L’échaudoir de la rue Sauval, 1968. © Atelier Robert Doisneau
Hôtel de ville - Paris 5, rue Lobau 75004 Paris France
Avant la célébration du centenaire de la naissance de Robert Doisneau, l'Hotel de Ville de Paris présente, dans une exposition gratuite, 150 des milliers de photographies du porte-étendard de la photographie humaniste sur les Halles.
Doisneau a en effet suivi la mutation des Halles, ce marché permanent au coeur de Paris, depuis les années 30 jusqu'à la destruction des pavillons Baltard en 1971. Il donne à voir un monde en fourmillement permanent où se côtoient commerçants, bourgeois, badauds, artisans, manutentionnaires, qu'il photographie souvent aux premières heures du jour : «Avant d’aller travailler très tôt, je cavalais aux abattoirs de La Villette, une fois par semaine, je m’imposais de me lever à 3 heures du matin pour aller aux Halles», témoigne le photographe, dont les deux filles gèrent aujourd'hui, via l'atelier Robert Doisneau, l'héritage de plus de 450 000 négatifs.

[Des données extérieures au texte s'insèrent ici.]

impl Diagram {
    pub fn new(id: impl Into<String>, name: impl Into<String>, notation: Option<Notation>) -> Self {
        let now = Utc::now();
        Self {
            id: id.into(),
            name: name.into(),
            notation,
            elements: Vec::new(),
            connections: Vec::new(),
            created_at: now,
            modified_at: now,
            metadata: Map::new(),
        }
    }

    /// Empty diagram with a fresh id and a name derived from the notation
    pub fn create_new(notation: Notation) -> Self {
        let name = format!("New {} Diagram", notation.as_str().to_uppercase());
        Self::new(generate_id("diagram"), name, Some(notation))
    }

    pub fn created_at(&self) -> DateTime<Utc> {
        self.created_at
    }

    pub fn modified_at(&self) -> DateTime<Utc> {
        self.modified_at
    }

    /// Top-level elements in document order
    pub fn elements(&self) -> &[DiagramElement] {
        &self.elements
    }

    pub fn connections(&self) -> &[Connection] {
        &self.connections
    }

    pub fn metadata(&self) -> &Map<String, Value> {
        &self.metadata
    }

    pub fn touch(&mut self) {
        self.modified_at = Utc::now().max(self.created_at);
    }

    pub fn rename(&mut self, name: impl Into<String>) {
        self.name = name.into();
        self.touch();
    }

    pub fn set_metadata(&mut self, key: impl Into<String>, value: impl Into<Value>) {
        self.metadata.insert(key.into(), value.into());
        self.touch();
    }

    pub fn get_metadata(&self, key: &str) -> Option<&Value> {
        self.metadata.get(key)
    }

    /// Append a top-level element
    ///
    /// Rejects malformed elements and ids already used anywhere in the tree.
    pub fn add_element(&mut self, mut element: DiagramElement) -> Result<(), DiagramError> {
        element.ensure_well_formed()?;
        if let Some(duplicate) = element
            .iter_tree()
            .into_iter()
            .find(|e| self.find_in_tree(&e.id).is_some())
        {
            return Err(DiagramError::invalid_argument(format!(
                "diagram {} already contains an element with id {}",
                self.id, duplicate.id
            )));
        }
        element.parent_id = None;
        trace!(element_id = %element.id, kind = %element.kind, "Adding element");
        self.elements.push(element);
        self.touch();
        Ok(())
    }

    /// Remove a top-level element by id
    ///
    /// Nested elements are not searched and connections are left in place.
    pub fn remove_element(&mut self, id: &str) -> bool {
        let before = self.elements.len();
        self.elements.retain(|e| e.id != id);
        let removed = self.elements.len() != before;
        if removed {
            self.touch();
        }
        removed
    }

    /// Top-level lookup; children are not searched
    pub fn find_element(&self, id: &str) -> Option<&DiagramElement> {
        self.elements.iter().find(|e| e.id == id)
    }

    pub fn find_element_mut(&mut self, id: &str) -> Option<&mut DiagramElement> {
        self.elements.iter_mut().find(|e| e.id == id)
    }

    /// Lookup through the whole element tree
    pub fn find_in_tree(&self, id: &str) -> Option<&DiagramElement> {
        self.elements.iter().find_map(|e| e.find_descendant(id))
    }

    /// Top-level elements of one kind
    pub fn elements_by_kind(&self, kind: &ElementKind) -> Vec<&DiagramElement> {
        self.elements.iter().filter(|e| &e.kind == kind).collect()
    }

    /// Every element, parents before their children
    pub fn all_elements(&self) -> Vec<&DiagramElement> {
        self.elements.iter().flat_map(|e| e.iter_tree()).collect()
    }

    /// Append a connection
    ///
    /// Endpoints need not exist yet; connection ids must be unique.
    pub fn add_connection(&mut self, connection: Connection) -> Result<(), DiagramError> {
        connection.ensure_well_formed()?;
        if self.connections.iter().any(|c| c.id == connection.id) {
            return Err(DiagramError::invalid_argument(format!(
                "diagram {} already contains a connection with id {}",
                self.id, connection.id
            )));
        }
        self.connections.push(connection);
        self.touch();
        Ok(())
    }

    pub fn remove_connection(&mut self, id: &str) -> bool {
        let before = self.connections.len();
        self.connections.retain(|c| c.id != id);
        let removed = self.connections.len() != before;
        if removed {
            self.touch();
        }
        removed
    }

    /// Connections whose source and target both exist in the element tree
    pub fn resolved_connections(&self) -> Vec<&Connection> {
        self.connections
            .iter()
            .filter(|c| {
                self.find_in_tree(&c.source_id).is_some()
                    && self.find_in_tree(&c.target_id).is_some()
            })
            .collect()
    }

    /// Structural checks plus notation-specific warnings
    pub fn validate(&self) -> ValidationReport {
        let mut errors = Vec::new();
        let mut warnings = Vec::new();

        if self.name.trim().is_empty() {
            errors.push("Diagram name is required".to_string());
        }

        match self.notation {
            None => errors.push("Diagram type is required".to_string()),
            Some(Notation::Vad) => {
                for process in self.elements.iter().filter(|e| e.kind.is_vad_process()) {
                    let has_role = process
                        .property_str("role")
                        .is_some_and(|role| !role.trim().is_empty());
                    if !has_role {
                        warnings.push(format!(
                            "Process \"{}\" has no executor role assigned",
                            process.name
                        ));
                    }
                }
            }
            Some(Notation::Epc) => {
                let events = self.elements_by_kind(&ElementKind::Event).len();
                let functions = self.elements_by_kind(&ElementKind::Function).len();
                if events == 0 && functions > 0 {
                    warnings.push("EPC should have at least one event".to_string());
                }
                if functions == 0 && events > 0 {
                    warnings.push("EPC should have at least one function".to_string());
                }
            }
            Some(Notation::Org) | Some(Notation::Bpmn) => {}
        }

        ValidationReport::from_findings(errors, warnings)
    }

    pub fn to_json(&self) -> Result<String, DiagramError> {
        Ok(serde_json::to_string_pretty(self)?)
    }

    /// Inverse of [`to_json`](Self::to_json); child back-references are rebuilt
    pub fn from_json(json: &str) -> Result<Self, DiagramError> {
        let mut diagram: Diagram = serde_json::from_str(json)?;
        diagram.restore_parent_ids();
        Ok(diagram)
    }

    /// Clear top-level back-references and rebuild the nested ones
    pub(crate) fn restore_parent_ids(&mut self) {
        for element in &mut self.elements {
            element.parent_id = None;
            element.restore_parent_ids();
        }
    }
}
//! Logging infrastructure for diagram processing
//!
//! This module provides structured logging using the `tracing` crate.
//! It supports configurable log levels and formats, and is designed to be
//! WASM-compatible for future browser support.
//!
//! # Usage
//!
//! ```rust
//! use processmap::core::logging::init_logging;
//!
//! // Initialize with explicit level and format
//! init_logging(Some("debug"), Some("pretty")).expect("first initialization");
//!
//! // Only one subscriber can be installed per process
//! assert!(init_logging(None, None).is_err());
//! ```
//!
//! # Log Levels
//!
//! - `trace`: Very detailed information, typically only interesting when debugging
//! - `debug`: Detailed information for debugging
//! - `info`: General informational messages (default)
//! - `warn`: Warning messages
//! - `error`: Error messages
//!
//! # Log Formats
//!
//! - `compact`: Single-line format, good for production
//! - `pretty`: Multi-line format with colors, good for development
//! - `json`: JSON format, good for log aggregation systems
//!
//! # Environment Variables
//!
//! Logging can be configured via environment variables:
//! - `PROCESSMAP_LOG_LEVEL`: Set log level (trace|debug|info|warn|error)
//! - `PROCESSMAP_LOG_FORMAT`: Set log format (compact|pretty|json)
//! - `RUST_LOG`: Alternative way to set log level (tracing-subscriber standard)
//!
//! # WASM Compatibility
//!
//! The logging infrastructure is designed to work in WASM environments.
//! For WASM builds, use `tracing-wasm` instead of `tracing-subscriber`.
//!
//! # What Gets Logged
//!
//! The draw.io codec never prints. Cells it skips, references it cannot
//! resolve and geometry it default-fills are reported as `debug`/`warn`
//! events inside the `decode_drawio` span; encoding runs inside
//! `encode_drawio` and notation inference inside `detect_notation`.
//!
//! # Filtering Logs
//!
//! You can filter logs by component using the log level syntax:
//!
//! ```bash
//! # Show only codec logs at debug level
//! RUST_LOG="processmap::plugins::drawio=debug" processmap import -i order.drawio
//!
//! # Show all logs at info level, but the notation detectors at trace level
//! RUST_LOG="info,processmap::plugins::notation=trace" processmap detect -i order.drawio
//! ```

use std::str::FromStr;

#[cfg(not(target_arch = "wasm32"))]
use tracing_subscriber::{
    fmt::{self, format::FmtSpan},
    layer::SubscriberExt,
    util::SubscriberInitExt,
    EnvFilter, Registry,
};

#[cfg(target_arch = "wasm32")]
use tracing_wasm::WASMLayerConfig;

/// Log format options
#[derive(Debug, Clone, Copy, PartialEq, Eq, Default)]
pub enum LogFormat {
    /// Compact single-line format
    #[default]
    Compact,
    /// Pretty multi-line format with colors
    Pretty,
    /// JSON format for log aggregation
    Json,
}

impl FromStr for LogFormat {
    type Err = String;

    fn from_str(s: &str) -> Result<Self, Self::Err> {
        match s.to_lowercase().as_str() {
            "compact" => Ok(LogFormat::Compact),
            "pretty" => Ok(LogFormat::Pretty),
            "json" => Ok(LogFormat::Json),
            _ => Err(format!("Unknown log format: {}", s)),
        }
    }
}

impl LogFormat {
    /// Get all valid format names
    pub fn variants() -> &'static [&'static str] {
        &["compact", "pretty", "json"]
    }
}

/// Environment variable naming the log level
pub const LEVEL_ENV: &str = "PROCESSMAP_LOG_LEVEL";
/// Environment variable naming the log format
pub const FORMAT_ENV: &str = "PROCESSMAP_LOG_FORMAT";

/// Effective level directive: argument, then `PROCESSMAP_LOG_LEVEL`, then
/// `RUST_LOG`, then `info`
pub fn resolve_level(level: Option<&str>) -> String {
    level
        .map(|s| s.to_string())
        .or_else(|| std::env::var(LEVEL_ENV).ok())
        .or_else(|| std::env::var("RUST_LOG").ok())
        .unwrap_or_else(|| "info".to_string())
}

/// Effective format: argument, then `PROCESSMAP_LOG_FORMAT`, then compact
pub fn resolve_format(format: Option<&str>) -> Result<LogFormat, String> {
    match format {
        Some(name) => LogFormat::from_str(name),
        None => match std::env::var(FORMAT_ENV) {
            Ok(name) => LogFormat::from_str(&name),
            Err(_) => Ok(LogFormat::default()),
        },
    }
}

/// Initialize the tracing subscriber with the given log level and format
///
/// Native builds write to stderr so that documents written to stdout stay
/// clean.
///
/// # Arguments
///
/// * `level` - Optional log level string (trace|debug|info|warn|error).
///            If None, uses environment variable `PROCESSMAP_LOG_LEVEL` or `RUST_LOG`,
///            or defaults to `info`.
/// * `format` - Optional log format (compact|pretty|json).
///             If None, uses environment variable `PROCESSMAP_LOG_FORMAT`,
///             or defaults to `compact`.
///
/// # Returns
///
/// Returns an error if initialization fails (e.g., subscriber already initialized).
///
/// # Example
///
/// ```rust
/// use processmap::core::logging::init_logging;
///
/// init_logging(Some("warn"), Some("compact")).expect("first initialization");
/// assert!(init_logging(Some("debug"), Some("pretty")).is_err());
/// ```
pub fn init_logging(
    level: Option<&str>,
    format: Option<&str>,
) -> Result<(), Box<dyn std::error::Error>> {
    #[cfg(target_arch = "wasm32")]
    {
        // Browser builds always log to the console at the layer's default level.
        let _ = (level, format);
        tracing_wasm::set_as_global_default_with_config(WASMLayerConfig::default());

        Ok(())
    }

    #[cfg(not(target_arch = "wasm32"))]
    {
        let log_level = resolve_level(level);
        let filter = if log_level == "off" {
            EnvFilter::new("off")
        } else {
            EnvFilter::try_new(&log_level).unwrap_or_else(|_| EnvFilter::new("info"))
        };

        let format = resolve_format(format).map_err(|e| format!("Invalid log format: {}", e))?;

        match format {
            LogFormat::Compact => {
                Registry::default()
                    .with(filter)
                    .with(
                        fmt::Layer::default()
                            .with_writer(std::io::stderr)
                            .with_target(false)
                            .with_level(true)
                            .with_file(false)
                            .with_line_number(false)
                            .with_span_events(FmtSpan::NONE),
                    )
                    .try_init()?;
            }
            LogFormat::Pretty => {
                Registry::default()
                    .with(filter)
                    .with(
                        fmt::Layer::default()
                            .with_writer(std::io::stderr)
                            .with_target(true)
                            .with_level(true)
                            .with_file(true)
                            .with_line_number(true)
                            .with_span_events(FmtSpan::ACTIVE)
                            .pretty(),
                    )
                    .try_init()?;
            }
            LogFormat::Json => {
                Registry::default()
                    .with(filter)
                    .with(
                        fmt::Layer::default()
                            .with_writer(std::io::stderr)
                            .with_target(true)
                            .with_level(true)
                            .with_file(true)
                            .with_line_number(true)
                            .with_span_events(FmtSpan::ACTIVE)
                            .json(),
                    )
                    .try_init()?;
            }
        }

        Ok(())
    }
}

/// Initialize logging with default settings (info level, compact format)
///
/// This is a convenience function that calls `init_logging(None, None)`.
pub fn init_default_logging() -> Result<(), Box<dyn std::error::Error>> {
    init_logging(None, None)
}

Au delà du caractère nostalgique de ces images documentaires ressortent des portraits mystérieux et gouailleurs, à la limite du film noir, et plus graphiques qu'attendus dans ses clichés en couleur. Attentif aux métiers, jamais distant ou sarcastique, Doisneau magnifie ses personnages pour en faire les héros du ventre de Paris, les gardiens d'un monde oublié qu'ils ont porté à la force de leurs bras. Physique, vif, agité, c'est le coeur de la capitale avant le trou des Halles dans les années soixante-dix : l'Hotel de Ville a bien compris la puissance humaniste de ces images et ouvre, en fin d'exposition, sur les projets architecturaux de la ville de Paris concernant les plans de transformation des Halles, sans doute pour leur infuser cette jovialité qu'on dirait disparue et dont Doisneau a revêtu le peuple des petits parisiens, cette France qui se lève tôt d'une autre époque, probablement avec autant de difficultés qu'aujourd'hui, mais drapée ici d'une aura bucolique. La force de l'exposition est d'avoir choisi, plutôt que de se reposer sur le charme de ces images, d'utiliser la masse de documents produits par Doisneau, le montrant comme un observateur boulimique d'une époque révolue.
Antoine Soubrier, le 28 février 2012.
Parmi les nombreuses photographies que Robert Doisneau a consacrées au quartier des Halles de 1933 à sa mort, 208 tirages, pour la plupart vintages, seront présentés au public. Une salle est consacrée aux photographies en couleur des années 1960, permettant un regard nouveau à la fois sur les Halles et sur l’œuvre de Doisneau.
Achevés en 1866, les pavillons de l’architecte Victor Baltard accueillent les Halles de Paris et leur incessante activité d’échange et de commerce. Au milieu du xxe siècle, plus de 5 000 personnes travaillent aux Halles : commerçants, cafetiers, journaliers, et bien évidemment les célèbres « forts des Halles », capables de déplacer sur leur dos une charge de 200 kilos.
Robert Doisneau prend sa première photo dans le quartier des Halles en 1933, Les filles au diable, au pied de l’église Saint-Eustache. Il restera fidèle au quartier pendant 40 ans, revenant sans cesse visiter ce lieu, prendre son pouls, fixer sur le négatif les évolutions et les nouveautés. Pierre Delbos, un ami du photographe, témoigne : « Ce qui me surprenait, c’était de voir ces gens aller vers lui, il n’avait même pas besoin de les solliciter ! L’accueil aux Halles était extraordinaire, il y avait une ambiance fabuleuse et lui, il avait du flair, vous auriez vu sa façon de les regarder, il les aimait ! Pour nous les Halles c’était spécial, il y avait un esprit qui était en phase avec celui de Robert ! »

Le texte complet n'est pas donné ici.